Vidal estime, toutefois, qu’il n’est « pas nécessaire d’affirmer l’existence d’un génocide pour justifier des enquêtes sur des massacres (de Hutus). » Il lui suffit « de considérer que les


leaders du FPR ont effectivement mené une politique de terreur fondée sur des massacres de Rwandais hutus. » Cela est sans doute vrai, et les responsables du FPR auraient pu être poursuivis


pour crimes de guerre ou pour crimes contre l’humanité, deux qualifications que le TPIR avait dans son mandat. Le problème est que ces poursuites n’ont pas eu lieu pour des raisons bien


connues, et que le FPR a donc bénéficié de l’impunité la plus totale.

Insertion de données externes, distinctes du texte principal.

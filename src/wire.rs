//! Wire format for participant messages: hand-written protobuf message
//! types plus an encoding layer that frames every message with a
//! big-endian u16 length prefix.

mod encoding;
pub mod proto;

use core::fmt::Debug;

pub use encoding::ProtoBufEncodingLayer;

use crate::messages::ParticipantMessage;
use crate::Address;

/// Errors raised while encoding or decoding wire messages.
#[derive(Debug)]
pub enum Error {
    Encode(prost::EncodeError),
    Decode(prost::DecodeError),
    /// A required sub-message was absent.
    MissingField(&'static str),
    /// A fixed-size field (address, hash, signature) had the wrong length.
    InvalidLength(&'static str),
    UnknownEnumValue(&'static str),
    /// The message does not fit the u16 length prefix.
    MessageTooLarge,
    /// The buffer ends before the frame does.
    IncompleteFrame,
}

impl From<prost::EncodeError> for Error {
    fn from(e: prost::EncodeError) -> Self {
        Self::Encode(e)
    }
}
impl From<prost::DecodeError> for Error {
    fn from(e: prost::DecodeError) -> Self {
        Self::Decode(e)
    }
}

/// Outgoing raw bytes, one frame per call.
pub trait BytesBus: Debug {
    fn send_to_participant(&self, recipient: Address, msg: &[u8]);
}

/// Typed sending interface the client talks to.
pub trait MessageBus: Debug {
    fn send_to_participant(&self, sender: Address, recipient: Address, msg: ParticipantMessage);
}
//! Protobuf messages for the participant wire protocol, written out by
//! hand so no protoc run is needed at build time, plus the conversions
//! between them and the in-memory types.
//!
//! Scalars that do not fit protobuf's integer types travel as bytes:
//! uints as 32 big-endian bytes, addresses as 20, signatures as 65.

use alloc::string::String;
use alloc::vec::Vec;

use crate::channel::{AllocationItem, Channel, Destination, Outcome, SignedState, State};
use crate::messages::{api::FundingStrategy, ChannelProposal, ParticipantMessage};
use crate::{Address, Bytes32, Hash, Signature, U256};

use super::Error;

#[derive(Clone, PartialEq, ::prost::Message)]
pub struct Envelope {
    #[prost(bytes = "vec", tag = "1")]
    pub sender: Vec<u8>,
    #[prost(bytes = "vec", tag = "2")]
    pub recipient: Vec<u8>,
    #[prost(oneof = "envelope::Msg", tags = "3, 4, 5, 6")]
    pub msg: Option<envelope::Msg>,
}

pub mod envelope {
    #[derive(Clone, PartialEq, ::prost::Oneof)]
    pub enum Msg {
        #[prost(message, tag = "3")]
        ChannelProposalMsg(super::ChannelProposalMsg),
        #[prost(message, tag = "4")]
        SignedStatesMsg(super::SignedStatesMsg),
        #[prost(message, tag = "5")]
        ProposalRejMsg(super::ProposalRejMsg),
        #[prost(message, tag = "6")]
        UpdateRejMsg(super::UpdateRejMsg),
    }
}

#[derive(Clone, PartialEq, ::prost::Message)]
pub struct ChannelMsg {
    #[prost(bytes = "vec", tag = "1")]
    pub chain_id: Vec<u8>,
    #[prost(bytes = "vec", repeated, tag = "2")]
    pub participants: Vec<Vec<u8>>,
    #[prost(bytes = "vec", tag = "3")]
    pub channel_nonce: Vec<u8>,
}

#[derive(Clone, PartialEq, ::prost::Message)]
pub struct AllocationItemMsg {
    #[prost(bytes = "vec", tag = "1")]
    pub destination: Vec<u8>,
    #[prost(bytes = "vec", tag = "2")]
    pub amount: Vec<u8>,
}

#[derive(Clone, PartialEq, ::prost::Message)]
pub struct AllocationMsg {
    #[prost(message, repeated, tag = "1")]
    pub items: Vec<AllocationItemMsg>,
}

#[derive(Clone, PartialEq, ::prost::Message)]
pub struct GuaranteeMsg {
    #[prost(bytes = "vec", tag = "1")]
    pub target_channel_id: Vec<u8>,
    #[prost(bytes = "vec", repeated, tag = "2")]
    pub destinations: Vec<Vec<u8>>,
}

#[derive(Clone, PartialEq, ::prost::Message)]
pub struct OutcomeMsg {
    #[prost(oneof = "outcome_msg::Outcome", tags = "1, 2")]
    pub outcome: Option<outcome_msg::Outcome>,
}

pub mod outcome_msg {
    #[derive(Clone, PartialEq, ::prost::Oneof)]
    pub enum Outcome {
        #[prost(message, tag = "1")]
        Allocation(super::AllocationMsg),
        #[prost(message, tag = "2")]
        Guarantee(super::GuaranteeMsg),
    }
}

#[derive(Clone, PartialEq, ::prost::Message)]
pub struct StateMsg {
    #[prost(message, optional, tag = "1")]
    pub channel: Option<ChannelMsg>,
    #[prost(message, optional, tag = "2")]
    pub outcome: Option<OutcomeMsg>,
    #[prost(uint64, tag = "3")]
    pub turn_num: u64,
    #[prost(bool, tag = "4")]
    pub is_final: bool,
    #[prost(bytes = "vec", tag = "5")]
    pub app_definition: Vec<u8>,
    #[prost(bytes = "vec", tag = "6")]
    pub app_data: Vec<u8>,
    #[prost(uint64, tag = "7")]
    pub challenge_duration: u64,
}

#[derive(Clone, PartialEq, ::prost::Message)]
pub struct SignedStateMsg {
    #[prost(message, optional, tag = "1")]
    pub state: Option<StateMsg>,
    #[prost(bytes = "vec", repeated, tag = "2")]
    pub signatures: Vec<Vec<u8>>,
}

#[derive(Clone, PartialEq, ::prost::Message)]
pub struct SignedStatesMsg {
    #[prost(message, repeated, tag = "1")]
    pub states: Vec<SignedStateMsg>,
}

#[derive(Clone, Copy, Debug, PartialEq, Eq, Hash, PartialOrd, Ord, ::prost::Enumeration)]
#[repr(i32)]
pub enum FundingStrategyMsg {
    Direct = 0,
    Ledger = 1,
    Virtual = 2,
}

#[derive(Clone, PartialEq, ::prost::Message)]
pub struct ChannelProposalMsg {
    #[prost(message, optional, tag = "1")]
    pub signed_state: Option<SignedStateMsg>,
    #[prost(enumeration = "FundingStrategyMsg", tag = "2")]
    pub funding_strategy: i32,
}

#[derive(Clone, PartialEq, ::prost::Message)]
pub struct ProposalRejMsg {
    #[prost(bytes = "vec", tag = "1")]
    pub channel_id: Vec<u8>,
    #[prost(string, tag = "2")]
    pub reason: String,
}

#[derive(Clone, PartialEq, ::prost::Message)]
pub struct UpdateRejMsg {
    #[prost(bytes = "vec", tag = "1")]
    pub channel_id: Vec<u8>,
    #[prost(uint64, tag = "2")]
    pub turn_num: u64,
    #[prost(string, tag = "3")]
    pub reason: String,
}

fn u256_to_vec(v: &U256) -> Vec<u8> {
    let mut bytes = [0u8; 32];
    v.to_big_endian(&mut bytes);
    bytes.to_vec()
}

fn u256_from(bytes: &[u8], field: &'static str) -> Result<U256, Error> {
    if bytes.len() > 32 {
        return Err(Error::InvalidLength(field));
    }
    Ok(U256::from_big_endian(bytes))
}

pub(super) fn address_from(bytes: &[u8], field: &'static str) -> Result<Address, Error> {
    let bytes: [u8; 20] = bytes.try_into().map_err(|_| Error::InvalidLength(field))?;
    Ok(Address(bytes))
}

fn bytes32_from(bytes: &[u8], field: &'static str) -> Result<Bytes32, Error> {
    let bytes: [u8; 32] = bytes.try_into().map_err(|_| Error::InvalidLength(field))?;
    Ok(Bytes32(bytes))
}

fn hash_from(bytes: &[u8], field: &'static str) -> Result<Hash, Error> {
    Ok(Hash(bytes32_from(bytes, field)?.0))
}

fn signature_from(bytes: &[u8], field: &'static str) -> Result<Signature, Error> {
    let bytes: [u8; 65] = bytes.try_into().map_err(|_| Error::InvalidLength(field))?;
    Ok(Signature(bytes))
}

impl From<&Channel> for ChannelMsg {
    fn from(channel: &Channel) -> Self {
        ChannelMsg {
            chain_id: u256_to_vec(&channel.chain_id),
            participants: channel
                .participants
                .iter()
                .map(|a| a.0.to_vec())
                .collect(),
            channel_nonce: u256_to_vec(&channel.channel_nonce),
        }
    }
}

impl TryFrom<ChannelMsg> for Channel {
    type Error = Error;
    fn try_from(msg: ChannelMsg) -> Result<Self, Error> {
        Ok(Channel {
            chain_id: u256_from(&msg.chain_id, "chain_id")?,
            participants: msg
                .participants
                .iter()
                .map(|p| address_from(p, "participants"))
                .collect::<Result<_, _>>()?,
            channel_nonce: u256_from(&msg.channel_nonce, "channel_nonce")?,
        })
    }
}

impl From<&Outcome> for OutcomeMsg {
    fn from(outcome: &Outcome) -> Self {
        let outcome = match outcome {
            Outcome::Allocation(items) => outcome_msg::Outcome::Allocation(AllocationMsg {
                items: items
                    .iter()
                    .map(|item| AllocationItemMsg {
                        destination: item.destination.0 .0.to_vec(),
                        amount: u256_to_vec(&item.amount),
                    })
                    .collect(),
            }),
            Outcome::Guarantee {
                target_channel_id,
                destinations,
            } => outcome_msg::Outcome::Guarantee(GuaranteeMsg {
                target_channel_id: target_channel_id.0.to_vec(),
                destinations: destinations.iter().map(|d| d.0 .0.to_vec()).collect(),
            }),
        };
        OutcomeMsg {
            outcome: Some(outcome),
        }
    }
}

impl TryFrom<OutcomeMsg> for Outcome {
    type Error = Error;
    fn try_from(msg: OutcomeMsg) -> Result<Self, Error> {
        match msg.outcome.ok_or(Error::MissingField("outcome"))? {
            outcome_msg::Outcome::Allocation(msg) => Ok(Outcome::Allocation(
                msg.items
                    .iter()
                    .map(|item| {
                        Ok(AllocationItem {
                            destination: Destination(bytes32_from(
                                &item.destination,
                                "destination",
                            )?),
                            amount: u256_from(&item.amount, "amount")?,
                        })
                    })
                    .collect::<Result<_, Error>>()?,
            )),
            outcome_msg::Outcome::Guarantee(msg) => Ok(Outcome::Guarantee {
                target_channel_id: hash_from(&msg.target_channel_id, "target_channel_id")?,
                destinations: msg
                    .destinations
                    .iter()
                    .map(|d| Ok(Destination(bytes32_from(d, "destinations")?)))
                    .collect::<Result<_, Error>>()?,
            }),
        }
    }
}

impl From<&State> for StateMsg {
    fn from(state: &State) -> Self {
        StateMsg {
            channel: Some((&state.channel).into()),
            outcome: Some((&state.outcome).into()),
            turn_num: state.turn_num(),
            is_final: state.is_final,
            app_definition: state.app_definition.0.to_vec(),
            app_data: state.app_data.clone(),
            challenge_duration: state.challenge_duration,
        }
    }
}

impl TryFrom<StateMsg> for State {
    type Error = Error;
    fn try_from(msg: StateMsg) -> Result<Self, Error> {
        Ok(State::from_parts(
            msg.channel.ok_or(Error::MissingField("channel"))?.try_into()?,
            msg.outcome.ok_or(Error::MissingField("outcome"))?.try_into()?,
            msg.turn_num,
            msg.is_final,
            address_from(&msg.app_definition, "app_definition")?,
            msg.app_data,
            msg.challenge_duration,
        ))
    }
}

impl From<&SignedState> for SignedStateMsg {
    fn from(signed: &SignedState) -> Self {
        SignedStateMsg {
            state: Some(signed.state().into()),
            signatures: signed.signatures().iter().map(|s| s.0.to_vec()).collect(),
        }
    }
}

impl TryFrom<SignedStateMsg> for SignedState {
    type Error = Error;
    fn try_from(msg: SignedStateMsg) -> Result<Self, Error> {
        Ok(SignedState::from_parts(
            msg.state.ok_or(Error::MissingField("state"))?.try_into()?,
            msg.signatures
                .iter()
                .map(|s| signature_from(s, "signatures"))
                .collect::<Result<_, _>>()?,
        ))
    }
}

impl From<FundingStrategy> for FundingStrategyMsg {
    fn from(strategy: FundingStrategy) -> Self {
        match strategy {
            FundingStrategy::Direct => FundingStrategyMsg::Direct,
            FundingStrategy::Ledger => FundingStrategyMsg::Ledger,
            FundingStrategy::Virtual => FundingStrategyMsg::Virtual,
        }
    }
}

impl From<FundingStrategyMsg> for FundingStrategy {
    fn from(msg: FundingStrategyMsg) -> Self {
        match msg {
            FundingStrategyMsg::Direct => FundingStrategy::Direct,
            FundingStrategyMsg::Ledger => FundingStrategy::Ledger,
            FundingStrategyMsg::Virtual => FundingStrategy::Virtual,
        }
    }
}

impl From<&ParticipantMessage> for envelope::Msg {
    fn from(msg: &ParticipantMessage) -> Self {
        match msg {
            ParticipantMessage::ChannelProposal(proposal) => {
                envelope::Msg::ChannelProposalMsg(ChannelProposalMsg {
                    signed_state: Some((&proposal.signed_state).into()),
                    funding_strategy: FundingStrategyMsg::from(proposal.funding_strategy) as i32,
                })
            }
            ParticipantMessage::SignedStates(states) => {
                envelope::Msg::SignedStatesMsg(SignedStatesMsg {
                    states: states.iter().map(Into::into).collect(),
                })
            }
            ParticipantMessage::ProposalRejected { channel_id, reason } => {
                envelope::Msg::ProposalRejMsg(ProposalRejMsg {
                    channel_id: channel_id.0.to_vec(),
                    reason: reason.clone(),
                })
            }
            ParticipantMessage::UpdateRejected {
                channel_id,
                turn_num,
                reason,
            } => envelope::Msg::UpdateRejMsg(UpdateRejMsg {
                channel_id: channel_id.0.to_vec(),
                turn_num: *turn_num,
                reason: reason.clone(),
            }),
        }
    }
}

impl TryFrom<envelope::Msg> for ParticipantMessage {
    type Error = Error;
    fn try_from(msg: envelope::Msg) -> Result<Self, Error> {
        match msg {
            envelope::Msg::ChannelProposalMsg(msg) => {
                let funding_strategy = FundingStrategyMsg::from_i32(msg.funding_strategy)
                    .ok_or(Error::UnknownEnumValue("funding_strategy"))?
                    .into();
                Ok(ParticipantMessage::ChannelProposal(ChannelProposal {
                    signed_state: msg
                        .signed_state
                        .ok_or(Error::MissingField("signed_state"))?
                        .try_into()?,
                    funding_strategy,
                }))
            }
            envelope::Msg::SignedStatesMsg(msg) => Ok(ParticipantMessage::SignedStates(
                msg.states
                    .into_iter()
                    .map(TryInto::try_into)
                    .collect::<Result<_, _>>()?,
            )),
            envelope::Msg::ProposalRejMsg(msg) => Ok(ParticipantMessage::ProposalRejected {
                channel_id: hash_from(&msg.channel_id, "channel_id")?,
                reason: msg.reason,
            }),
            envelope::Msg::UpdateRejMsg(msg) => Ok(ParticipantMessage::UpdateRejected {
                channel_id: hash_from(&msg.channel_id, "channel_id")?,
                turn_num: msg.turn_num,
                reason: msg.reason,
            }),
        }
    }
}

Que ceux frustrés par cette injustice veuillent « susciter le scandale », comme le dit Claudine Vidal, n’est donc pas


étonnant. De toute façon, aucune juridiction n’est aujourd’hui compétente pour juger les suspects du FPR, dont les crimes resteront très probablement impunis malgré leur caractère


imprescriptible. Dès lors, si la vérité judiciaire ne sera pas établie, la vérité historique peut et doit être recherchée, et le livre de Rever contribue à cette quête. LE DROIT ET LE DEVOIR


DES CHERCHEURS Claudine Vidal a également raison de dire, en conclusion, que les sciences sociales ne sont pas limitées par les contraintes d’enquêtes judiciaires qui visent la poursuite et


la condamnation dans le contexte bien déterminé du droit et de la justice. Cependant, les sciences sociales, elles aussi, sont tenues d’utiliser les termes exacts pour décrire les


phénomènes qu’elles observent (un meurtre prémédité est un assassinat ; un homicide peut être involontaire). En 1994, tant Claudine Vidal que moi-même, ainsi que de nombreux autres, avons


qualifié de génocide les crimes dont les Tutsis venaient d’être victimes, et cela avant la première enquête judiciaire, et a fortiori des poursuites et des condamnations judiciaires. C’était


notre droit et notre devoir. Pourquoi Judi Rever n’aurait-t-elle pas aujourd’hui ce même droit et ce même devoir ? Je termine sur la question posée par Claudine Vidal dans le titre de sa


contribution. Je ne vois pas d’indication que Rever aurait voulu « à tout prix » rechercher un deuxième génocide. Voyant sa démarche, qui s’étale sur une vingtaine d’années, j’ai plutôt


l’impression que la possibilité que le FPR ait commis un génocide est venue se préciser, pour enfin être confirmée. Des éléments contingents, et surtout l’accès à de nombreux documents


confidentiels du TPIR, ont contribué à autoriser ce constat. Mais rien n’indique que Rever est partie de l’hypothèse d’un génocide et que toute sa recherche ait été orientée dans le sens de


prouver cette hypothèse.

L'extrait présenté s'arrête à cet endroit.